Small amounts relative to an incredible $1.33 billion net loss in Q2 when they were just about in profit the previous quarter.
The loss was due to an “$840.0 million impairment of goodwill, a $204.2 million increase in impairment of digital assets, an increase in the fair value of the convertible notes (excluding interest expense and changes in instrument-specific credit risk) and corresponding loss of $191.0 million, higher total operating expenses of $146.3 million and an increase in interest expense, net of $35.8 million.”
So inflation, interest rate rises and the crypto crash has made all numbers go in the wrong direction too much for this company to bear.
A tragedy, but not for the network which doesn’t care and arguably not for investors either because this company was able to survive by depleting their bitcoin savings, by selling crypto.
Some $165 million worth of bitcoin was sold just in June. That’s 7,202 BTC at a pretty low average price of $23,000. It left them with another 1,959 bitcoin, but as we can see above almost all of it has been sold since, worth about $40 million.
Now they have no bitcoin savings, and no bitcoin to sell anymore. Unless they’re somehow bailed out, they won’t therefore be able to mine any more bitcoin to insta sell to just survive.
This previous supply of bitcoin to the market is taken out of the market, and thus practically speaking the supply of bitcoin to the market has reduced.
This story can repeat for other miners, a lesser known Compute North miner went bankrupt last month.

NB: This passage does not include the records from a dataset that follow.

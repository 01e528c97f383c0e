use std::{fmt, path::PathBuf, process::Stdio};

use anyhow::Context;
use hearth_process::LogLevel;
use tokio::{
    io::{AsyncBufReadExt, AsyncRead, BufReader},
    process::{Child, Command},
    task::JoinHandle,
};
use uuid::Uuid;

use crate::audit::AuditSink;

/// Everything needed to spawn one game server process.
#[derive(Debug, Clone, PartialEq, Eq)]
pub struct LaunchSpec {
    pub program: PathBuf,
    pub args: Vec<String>,
    pub working_dir: PathBuf,
    pub redirect_stdout: bool,
    pub redirect_stderr: bool,
}

impl LaunchSpec {
    pub fn new(program: impl Into<PathBuf>, working_dir: impl Into<PathBuf>) -> Self {
        Self {
            program: program.into(),
            args: Vec::new(),
            working_dir: working_dir.into(),
            redirect_stdout: true,
            redirect_stderr: true,
        }
    }

    pub fn arg(mut self, arg: impl Into<String>) -> Self {
        self.args.push(arg.into());
        self
    }

    pub fn args(mut self, args: impl IntoIterator<Item = impl Into<String>>) -> Self {
        self.args.extend(args.into_iter().map(Into::into));
        self
    }
}

impl fmt::Display for LaunchSpec {
    fn fmt(&self, f: &mut fmt::Formatter<'_>) -> fmt::Result {
        write!(f, "{}", self.program.display())?;
        for a in &self.args {
            write!(f, " {a}")?;
        }
        write!(f, " (cwd {})", self.working_dir.display())
    }
}

#[cfg(target_os = "linux")]
unsafe fn set_parent_death_signal() -> std::io::Result<()> {
    // If the agent dies the child goes with it; nothing survives a restart.
    let rc = unsafe { libc::prctl(libc::PR_SET_PDEATHSIG, libc::SIGTERM) };
    if rc == -1 {
        return Err(std::io::Error::last_os_error());
    }
    Ok(())
}

#[cfg(all(unix, not(target_os = "linux")))]
unsafe fn set_parent_death_signal() -> std::io::Result<()> {
    Ok(())
}

/// Spawns the process in its own process group so signals reach the whole
/// tree. Unredirected streams are discarded.
pub fn spawn(spec: &LaunchSpec) -> anyhow::Result<Child> {
    let mut cmd = Command::new(&spec.program);
    cmd.args(&spec.args)
        .current_dir(&spec.working_dir)
        .stdin(Stdio::null())
        .stdout(if spec.redirect_stdout {
            Stdio::piped()
        } else {
            Stdio::null()
        })
        .stderr(if spec.redirect_stderr {
            Stdio::piped()
        } else {
            Stdio::null()
        })
        .kill_on_drop(true);

    #[cfg(unix)]
    {
        unsafe {
            cmd.pre_exec(|| {
                set_parent_death_signal()?;
                if libc::setsid() == -1 {
                    return Err(std::io::Error::last_os_error());
                }
                Ok(())
            });
        }
    }

    cmd.spawn()
        .with_context(|| format!("spawn {} (cwd {})", spec.program.display(), spec.working_dir.display()))
}

/// Asks the process group led by `pid` to shut down.
#[cfg(unix)]
pub fn terminate_group(pid: u32) -> std::io::Result<()> {
    signal_group(pid, libc::SIGTERM)
}

#[cfg(unix)]
pub fn kill_group(pid: u32) -> std::io::Result<()> {
    signal_group(pid, libc::SIGKILL)
}

#[cfg(unix)]
fn signal_group(pid: u32, sig: libc::c_int) -> std::io::Result<()> {
    let pgid = i32::try_from(pid)
        .map_err(|_| std::io::Error::new(std::io::ErrorKind::InvalidInput, "pid out of range"))?;
    let rc = unsafe { libc::kill(-pgid, sig) };
    if rc == -1 {
        return Err(std::io::Error::last_os_error());
    }
    Ok(())
}

#[cfg(not(unix))]
pub fn terminate_group(_pid: u32) -> std::io::Result<()> {
    Err(std::io::Error::new(
        std::io::ErrorKind::Unsupported,
        "graceful termination is not supported on this platform",
    ))
}

#[cfg(not(unix))]
pub fn kill_group(_pid: u32) -> std::io::Result<()> {
    Err(std::io::Error::new(
        std::io::ErrorKind::Unsupported,
        "process groups are not supported on this platform",
    ))
}

/// Forwards every line of `reader` to the sink until EOF.
pub fn pump_lines<R>(
    reader: R,
    sink: AuditSink,
    server_id: Uuid,
    level: LogLevel,
    source: String,
) -> JoinHandle<()>
where
    R: AsyncRead + Unpin + Send + 'static,
{
    tokio::spawn(async move {
        let mut lines = BufReader::new(reader).lines();
        while let Ok(Some(line)) = lines.next_line().await {
            sink.log(server_id, level, line, &source).await;
        }
    })
}

#[cfg(all(test, unix))]
mod tests {
    use super::*;

    #[tokio::test]
    async fn spawned_child_leads_its_own_group() {
        let spec = LaunchSpec::new("/bin/sh", "/").args(["-c", "exec sleep 30"]);
        let mut child = spawn(&spec).unwrap();
        let pid = child.id().unwrap();

        let pgid = unsafe { libc::getpgid(pid as i32) };
        assert_eq!(pgid, pid as i32);

        terminate_group(pid).unwrap();
        let status = child.wait().await.unwrap();
        assert!(!status.success());
    }

    #[tokio::test]
    async fn missing_program_reports_path() {
        let spec = LaunchSpec::new("/nonexistent/arma3server_x64", "/");
        let err = spawn(&spec).unwrap_err();
        assert!(format!("{err:#}").contains("/nonexistent/arma3server_x64"));
    }

    #[test]
    fn display_lists_args_and_cwd() {
        let spec = LaunchSpec::new("/srv/a3/arma3server_x64", "/srv/a3").args(["-port=2302", "-autoInit"]);
        assert_eq!(
            spec.to_string(),
            "/srv/a3/arma3server_x64 -port=2302 -autoInit (cwd /srv/a3)"
        );
    }
}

This automatically increases the profitability of other miners that continue to operate because in theory since they’re out, their hash is too.
Yet bitcoin’s hash, despite some brief dips, seems to only know up. That must be because of improvements in Asics computing, but whatever it is, whoever is left mining or is adding more hash is putting less bitcoin supply on the market unless they too want to go bankupt.

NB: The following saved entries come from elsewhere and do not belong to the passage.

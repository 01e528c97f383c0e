use sea_orm_migration::prelude::*;

#[derive(DeriveMigrationName)]
pub struct Migration;

#[async_trait::async_trait]
impl MigrationTrait for Migration {
    async fn up(&self, manager: &SchemaManager) -> Result<(), DbErr> {
        manager
            .create_table(
                Table::create()
                    .table(ServerInstances::Table)
                    .if_not_exists()
                    .col(
                        ColumnDef::new(ServerInstances::Id)
                            .uuid()
                            .not_null()
                            .primary_key(),
                    )
                    .col(ColumnDef::new(ServerInstances::Title).string().not_null())
                    .col(
                        ColumnDef::new(ServerInstances::ControllerIdentifier)
                            .string()
                            .not_null(),
                    )
                    .col(
                        ColumnDef::new(ServerInstances::Status)
                            .string()
                            .not_null()
                            .default("stopped"),
                    )
                    .col(ColumnDef::new(ServerInstances::SelectedModPackId).uuid().null())
                    .col(ColumnDef::new(ServerInstances::ActiveModPackId).uuid().null())
                    .col(
                        ColumnDef::new(ServerInstances::CreatedAt)
                            .timestamp_with_time_zone()
                            .not_null()
                            .default(Expr::current_timestamp()),
                    )
                    .col(
                        ColumnDef::new(ServerInstances::UpgradedAt)
                            .timestamp_with_time_zone()
                            .null(),
                    )
                    .col(
                        ColumnDef::new(ServerInstances::IsActive)
                            .boolean()
                            .not_null()
                            .default(true),
                    )
                    .to_owned(),
            )
            .await
    }

    async fn down(&self, manager: &SchemaManager) -> Result<(), DbErr> {
        manager
            .drop_table(Table::drop().table(ServerInstances::Table).to_owned())
            .await
    }
}

#[derive(DeriveIden)]
enum ServerInstances {
    Table,
    Id,
    Title,
    ControllerIdentifier,
    Status,
    SelectedModPackId,
    ActiveModPackId,
    CreatedAt,
    UpgradedAt,
    IsActive,
}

At some point an equilibrium is reached. While in good times all can mine at profit, in bear we get to find out the actual global cost to mine, and whoever is above that cost gets out unless they’ve built substantial fiat savings in better times.
Fiat because you don’t want to sell at the bottom, naturally, and you don’t want to be forced to do so either. Making bitcoin miners the chief traders and the chief hedgers.

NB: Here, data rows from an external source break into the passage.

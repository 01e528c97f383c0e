use hearth_process::{Operation, ServerStatus};
use uuid::Uuid;

use crate::tool_runner::ToolError;

pub type Result<T, E = Error> = std::result::Result<T, E>;

/// Errors surfaced to the management backend.
///
/// Anything not listed here (log/audit persistence, graceful-stop hiccups)
/// is absorbed internally and only shows up in the sink.
#[derive(Debug, thiserror::Error)]
pub enum Error {
    #[error("cannot {operation} while server is {status}")]
    Precondition {
        operation: Operation,
        status: ServerStatus,
    },

    #[error("tool operation failed with exit code {exit_code} after {attempts} attempt(s)")]
    ToolOperationFailed { exit_code: i32, attempts: u32 },

    #[error("server process failed to start: {0}")]
    ProcessStart(String),

    #[error("invalid stored configuration: {0}")]
    Configuration(String),

    #[error("unknown controller identifier: {0}")]
    UnknownController(String),

    #[error("server instance not found: {0}")]
    ServerNotFound(Uuid),

    #[error("server instance is deactivated: {0}")]
    ServerInactive(Uuid),

    #[error(transparent)]
    Database(#[from] sea_orm::DbErr),

    #[error(transparent)]
    Internal(anyhow::Error),
}

impl Error {
    /// Stable machine-readable code for the calling layer.
    pub fn code(&self) -> &'static str {
        match self {
            Error::Precondition { .. } => "precondition_failed",
            Error::ToolOperationFailed { .. } => "tool_failed",
            Error::ProcessStart(_) => "start_failed",
            Error::Configuration(_) => "invalid_configuration",
            Error::UnknownController(_) => "unknown_controller",
            Error::ServerNotFound(_) => "not_found",
            Error::ServerInactive(_) => "inactive",
            Error::Database(_) => "database",
            Error::Internal(_) => "internal",
        }
    }

    /// True when the caller asked for something that cannot be done right now
    /// (4xx), false for failures on our side (5xx).
    pub fn is_client_error(&self) -> bool {
        matches!(
            self,
            Error::Precondition { .. }
                | Error::UnknownController(_)
                | Error::ServerNotFound(_)
                | Error::ServerInactive(_)
        )
    }
}

/// Marker for stored values that cannot be converted to the requested type.
#[derive(Debug, thiserror::Error)]
#[error("{realm}/{path}: cannot parse {value:?}: {reason}")]
pub struct ConfigurationError {
    pub realm: String,
    pub path: String,
    pub value: String,
    pub reason: String,
}

impl From<ConfigurationError> for Error {
    fn from(err: ConfigurationError) -> Self {
        Error::Configuration(err.to_string())
    }
}

impl From<ToolError> for Error {
    fn from(err: ToolError) -> Self {
        match err {
            ToolError::OperationFailed {
                exit_code,
                attempts,
            } => Error::ToolOperationFailed {
                exit_code,
                attempts,
            },
            other => Error::Internal(anyhow::Error::new(other)),
        }
    }
}

impl From<anyhow::Error> for Error {
    /// Game controllers report through `anyhow`; recover the typed failures
    /// from the chain so callers still see the right category.
    fn from(err: anyhow::Error) -> Self {
        let err = match err.downcast::<ToolError>() {
            Ok(tool) => return tool.into(),
            Err(e) => e,
        };
        let err = match err.downcast::<ConfigurationError>() {
            Ok(cfg) => return cfg.into(),
            Err(e) => e,
        };
        let err = match err.downcast::<Error>() {
            Ok(inner) => return inner,
            Err(e) => e,
        };
        match err.downcast::<sea_orm::DbErr>() {
            Ok(db) => Error::Database(db),
            Err(e) => Error::Internal(e),
        }
    }
}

An actual bankruptcy therefore signals that such global cost has been found. Coupled with the four months sideway, it adds evidence to the suggestion that if we are not at the bottom precisely, we probably are at the bottom range.
This cost of production valuation doesn’t necessarily have to apply, of course. If there’s some sort of loss of confidence or whatever other extraordinary event, price doesn’t have to care.
But, all being equal, while it might have previously made sense to mine rather than to buy, now it makes more sense to spot buy bitcoin than invest in mining at a loss.
That amounts to a double whammy of sorts in both reducing supply from inefficient miners who couldn’t save and hodl at the bottom, while increasing demand for spot bitcoin from that part of the market that otherwise might have gone to mining.
This signal usually would come around the middle of the second bear year. In 2015 it was a miner that then was big and influential, but now we can’t easily recall, including FinalHash. In 2019 some went out as well, including Bitfury unless we’re mistaken, but in this cycle we appear to be on an accelerated lane presumably due to front-running and pricing-in.
It used to be that pricing-in did not quite apply in this space in part probably because retail did not have much at their disposal. But now we have institutional investors and even Wall Street, and they can tap onto tons of funds either sitting or opportunity costing somewhere.
So, pricing in might be getting in, or the Terra collapse was a sufficiently big unique factor that accelerated the capitulation.
Regardless, now is time to hold more than ever on the balance of probabilities because when miners go bankrupt, who exactly is left to sell.
And whether they’re famous last words or not, they have to be said anyway as we’ve entered network level processes which have kept the balance so far.